La fama ahora es discreta
La internacionalización de la música chilena parece estar lográndose hoy sin ruido ni grandes despliegues.
viernes 17 de julio de 2015
CDs, MTV, crooners del jet-set y genios rockeros atormentados. El siglo XX musical se llevó formatos, personajes y códigos que pensamos estarían para siempre entre nosotros, y tan estéril como querer alargar su vida con respiración artificial es lamentarse con amargura de su partida. Parte del brillo de la canción popular está contenido, precisamente, en la fugacidad de su encanto; y en el misterio inevitable de que su fuerza puede extinguirse. Desde el nacimiento del rock, en los años cincuenta, nos acostumbramos a amasar determinadas expectativas respecto a cómo nuestros músicos favoritos llegaban hasta nosotros y cuál debía ser su relevancia social. Seis décadas más tarde, también es hora de revisar esa mutación.
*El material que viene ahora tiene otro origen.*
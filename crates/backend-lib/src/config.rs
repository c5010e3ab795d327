// ============================
// authgate-backend-lib/src/config.rs
// ============================
//! Configuration management.
use anyhow::Result;
use figment::{
    providers::{Env, Format, Serialized, Toml},
    Figment,
};
use serde::{Deserialize, Serialize};
use std::net::SocketAddr;
use std::path::Path;
use std::time::Duration;

use crate::auth::{DEFAULT_TOKEN_TTL, MAX_TOKEN_TTL};
use crate::error::AppError;

/// Default config file, looked up in the working directory by the binary
pub const DEFAULT_CONFIG_FILE: &str = "authgate.toml";

/// Prefix of environment variables that override file settings
pub const ENV_PREFIX: &str = "AUTHGATE_";

const LOG_LEVELS: [&str; 5] = ["trace", "debug", "info", "warn", "error"];

/// Application settings
#[derive(Debug, Clone, Serialize, Deserialize)]
pub struct Settings {
    /// Server bind address
    pub bind_addr: SocketAddr,
    /// Document store connection string
    pub mongo_url: String,
    /// Database holding the `users` collection
    pub mongo_database: String,
    /// HMAC secret for access tokens
    pub token_secret: String,
    /// Access token lifetime in seconds
    pub token_ttl_secs: u64,
    /// Log level
    pub log_level: String,
}

impl Default for Settings {
    fn default() -> Self {
        Self {
            bind_addr: SocketAddr::from(([127, 0, 0, 1], 5050)),
            mongo_url: "mongodb://localhost:27017".to_string(),
            mongo_database: "clean-node-api".to_string(),
            token_secret: "secret".to_string(),
            token_ttl_secs: DEFAULT_TOKEN_TTL.as_secs(),
            log_level: "info".to_string(),
        }
    }
}

impl Settings {
    /// Load settings from `path` and the environment. A missing file is
    /// not an error; defaults fill the gaps.
    pub fn load_from<P: AsRef<Path>>(path: P) -> Result<Self> {
        let settings: Settings = Self::figment(path).extract()?;
        settings.validate()?;
        Ok(settings)
    }

    /// Provider chain: defaults, then the TOML file, then `AUTHGATE_*`
    pub fn figment<P: AsRef<Path>>(path: P) -> Figment {
        Figment::from(Serialized::defaults(Settings::default()))
            .merge(Toml::file(path.as_ref()))
            .merge(Env::prefixed(ENV_PREFIX))
    }

    /// Reject settings the server cannot run with
    pub fn validate(&self) -> Result<(), AppError> {
        if !LOG_LEVELS.contains(&self.log_level.as_str()) {
            return Err(AppError::Config(format!(
                "unknown log level '{}'",
                self.log_level
            )));
        }
        if self.token_secret.is_empty() {
            return Err(AppError::Config("token_secret must not be empty".to_string()));
        }
        if self.token_ttl_secs == 0 {
            return Err(AppError::Config("token_ttl_secs must be positive".to_string()));
        }
        if self.token_ttl_secs > MAX_TOKEN_TTL.as_secs() {
            return Err(AppError::Config(format!(
                "token_ttl_secs must not exceed {}",
                MAX_TOKEN_TTL.as_secs()
            )));
        }
        if self.mongo_database.is_empty() {
            return Err(AppError::Config("mongo_database must not be empty".to_string()));
        }
        Ok(())
    }

    /// Access token lifetime
    pub fn token_ttl(&self) -> Duration {
        Duration::from_secs(self.token_ttl_secs)
    }
}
La música chilena fue, alguna vez, espacio de famas abarcadoras y cifras boyantes. La reciente investigación Historia social de la música popular en Chile. 1950-1970 nos muestra un escenario casi irreconocible de décadas en las que la canción local era materia de gloria y efectivo impacto social (y hasta político), comentada en el extranjero y fotografiada a diario. Incluso los más jóvenes pueden recordar hoy la espontánea movilización en torno a un grupo como Los Prisioneros, o las portadas de publicaciones no necesariamente especializadas para Los Tres. Hay quienes se lamentan de que no tengamos hoy una banda de una importancia equivalente, y no cesan de buscar el eslabón que continúe la cadena de grupos hegemónicos por décadas: Quilapayún, Los Jaivas, Los Prisioneros, Los Tres...
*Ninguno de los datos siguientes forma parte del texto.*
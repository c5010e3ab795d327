// =============
// crates/backend-lib/src/auth/service.rs
// =============
//! Capability traits consumed by [`AuthUseCase`](super::AuthUseCase).
//!
//! Each trait is one narrow operation. Implementations are free to do I/O
//! and report failures as [`AppError`]; the use case hands those errors back
//! to its caller untouched.
use async_trait::async_trait;

use crate::error::AppError;

/// A stored account, as seen by the authentication flow
#[derive(Debug, Clone, PartialEq, Eq)]
pub struct User {
    /// Opaque unique identifier
    pub id: String,
    /// Hashed password (PHC string in production)
    pub password: String,
}

/// Look a user up by email
#[async_trait]
pub trait LoadUserByEmail: Send + Sync {
    async fn load(&self, email: &str) -> Result<Option<User>, AppError>;
}

/// Compare a plaintext value with a stored hash
#[async_trait]
pub trait Encrypt: Send + Sync {
    async fn compare(&self, value: &str, hash: &str) -> Result<bool, AppError>;
}

/// Issue an access token for a user id
#[async_trait]
pub trait GenerateToken: Send + Sync {
    async fn generate(&self, id: &str) -> Result<String, AppError>;
}

/// Record an issued access token on the user
#[async_trait]
pub trait UpdateAccessToken: Send + Sync {
    async fn update(&self, user_id: &str, access_token: &str) -> Result<(), AppError>;
}
// ============================
// crates/backend-lib/src/auth/usecase.rs
// ============================
//! Email/password authentication and access-token issuance.
use metrics::counter;
use std::sync::Arc;
use tracing::{debug, info};

use super::service::{Encrypt, GenerateToken, LoadUserByEmail, UpdateAccessToken};
use crate::error::AppError;
use crate::metrics::{AUTH_ATTEMPT, AUTH_NO_MATCH, AUTH_SUCCESS};

/// Result of an authentication attempt that did not fail.
///
/// Unknown email and wrong password both map to `NoMatch`; callers cannot
/// tell them apart.
#[derive(Debug, Clone, PartialEq, Eq)]
pub enum AuthOutcome {
    Token(String),
    NoMatch,
}

impl AuthOutcome {
    /// The issued token, if any
    pub fn into_token(self) -> Option<String> {
        match self {
            AuthOutcome::Token(token) => Some(token),
            AuthOutcome::NoMatch => None,
        }
    }
}

/// Collaborators for [`AuthUseCase`]. Any of them may be left out; the
/// omission is reported when `authenticate` is called.
///
/// Only types implementing the matching capability trait can be supplied:
///
/// ```compile_fail
/// use std::sync::Arc;
/// use authgate_backend_lib::auth::AuthDependencies;
///
/// struct NotARepository;
///
/// let deps = AuthDependencies {
///     load_user_by_email: Some(Arc::new(NotARepository)),
///     ..Default::default()
/// };
/// ```
#[derive(Clone, Default)]
pub struct AuthDependencies {
    pub load_user_by_email: Option<Arc<dyn LoadUserByEmail>>,
    pub update_access_token: Option<Arc<dyn UpdateAccessToken>>,
    pub encrypter: Option<Arc<dyn Encrypt>>,
    pub token_generator: Option<Arc<dyn GenerateToken>>,
}

/// Authentication orchestrator
pub struct AuthUseCase {
    deps: AuthDependencies,
}

impl AuthUseCase {
    /// Never fails; missing collaborators surface on the first call.
    pub fn new(deps: AuthDependencies) -> Self {
        Self { deps }
    }

    /** Authenticate `email`/`password` and issue an access token.
    Guards run before any collaborator is called, in this order: lookup,
    compare and generate capabilities, then email, then password. The
    persist capability is only checked once a token has been generated.
    # Returns
    `AuthOutcome::Token` after the token was recorded against the user,
    `AuthOutcome::NoMatch` for an unknown email or a wrong password. */
    pub async fn authenticate(
        &self,
        email: Option<&str>,
        password: Option<&str>,
    ) -> Result<AuthOutcome, AppError> {
        let load_user_by_email = self
            .deps
            .load_user_by_email
            .as_ref()
            .ok_or(AppError::MissingCapability("lookup"))?;
        let encrypter = self
            .deps
            .encrypter
            .as_ref()
            .ok_or(AppError::MissingCapability("compare"))?;
        let token_generator = self
            .deps
            .token_generator
            .as_ref()
            .ok_or(AppError::MissingCapability("generate"))?;

        let email = required(email, "email")?;
        let password = required(password, "password")?;

        counter!(AUTH_ATTEMPT).increment(1);
        debug!(%email, "authenticating");

        let Some(user) = load_user_by_email.load(email).await? else {
            debug!(%email, "no account for email");
            counter!(AUTH_NO_MATCH).increment(1);
            return Ok(AuthOutcome::NoMatch);
        };

        if !encrypter.compare(password, &user.password).await? {
            debug!(user_id = %user.id, "password mismatch");
            counter!(AUTH_NO_MATCH).increment(1);
            return Ok(AuthOutcome::NoMatch);
        }

        let access_token = token_generator.generate(&user.id).await?;

        self.deps
            .update_access_token
            .as_ref()
            .ok_or(AppError::MissingCapability("persist"))?
            .update(&user.id, &access_token)
            .await?;

        info!(user_id = %user.id, "access token issued");
        counter!(AUTH_SUCCESS).increment(1);
        Ok(AuthOutcome::Token(access_token))
    }
}

fn required<'a>(value: Option<&'a str>, name: &str) -> Result<&'a str, AppError> {
    value
        .filter(|v| !v.is_empty())
        .ok_or_else(|| AppError::MissingParam(name.to_string()))
}
// ================
// common/src/lib.rs
// ================
//! Common types and structures
//! used for communication between login clients and the `authgate` server.
//! This module defines the JSON bodies of the login endpoint.

use serde::{Deserialize, Serialize};

/// Body of `POST /api/login`
/// # Fields
/// * `email` - Account email, may be missing
/// * `password` - Plaintext password, may be missing
#[derive(Serialize, Deserialize, Debug, Clone, Default)]
pub struct LoginRequest {
    #[serde(default)]
    pub email: Option<String>,
    #[serde(default)]
    pub password: Option<String>,
}

/// Successful login response
#[derive(Serialize, Deserialize, Debug, Clone, PartialEq, Eq)]
#[serde(rename_all = "camelCase")]
pub struct LoginResponse {
    /// Issued access token
    pub access_token: String,
}

/// Error details returned with every non-2xx response
#[derive(Serialize, Deserialize, Debug, Clone, PartialEq, Eq)]
pub struct ErrorDetail {
    /// Stable machine-readable code (e.g. `VAL_001`)
    pub code: String,
    /// Human-readable message
    pub message: String,
}

/// Envelope around [`ErrorDetail`]
#[derive(Serialize, Deserialize, Debug, Clone, PartialEq, Eq)]
pub struct ErrorBody {
    pub error: ErrorDetail,
}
Es lógico que la secuencia se haya cortado con el cambio de siglo, porque así ha ocurrido en el mundo entero. Los de U2, Rolling Stones o Luis Miguel son triunfos con los códigos de otra época, y que probablemente no encuentren reemplazo una vez que se agoten. Las publicaciones musicales inglesas y estadounidenses reflexionan hace ya un rato sobre el fin de los megagrupos, y de cómo la estupenda música que hoy se hace en sus países apunta a audiencias más pequeñas y selectivas, concentrada primero en la consolidación de su oferta y sólo después en la gran promoción.
Revisar los esfuerzos de internacionalización que hace quince años ocupaba al rock chileno es, muchas veces, enfrentarse a la imagen de una carreta delante de los bueyes. Fueron años de ansiedad, de apuro, y de confusión de medios y fines. No deja de ser elocuente que hoy sean músicos locales de sellos independientes o autoeditados, y escasa rotación radial quienes más salen a tocar al extranjero: Nano Stern, Gondwana, Manuel García, Gepe o Javiera Mena no tienen ni quieren tener las viejas metas de La Ley o Lucybell, pero encuentran en ese intercambio sencillo un combustible creativo que equilibra las cifras discretas de venta. No será rentable, pero parece estimulante, y, sobre todo, más acorde a la personalidad de sus protagonistas que a las de sus financistas.
El péndulo de la historia musical ha castigado otras veces las ambiciones desmedidas, y hoy parece estar del lado de las ideas más que de las estrategias, de los pasos más que de los despliegues.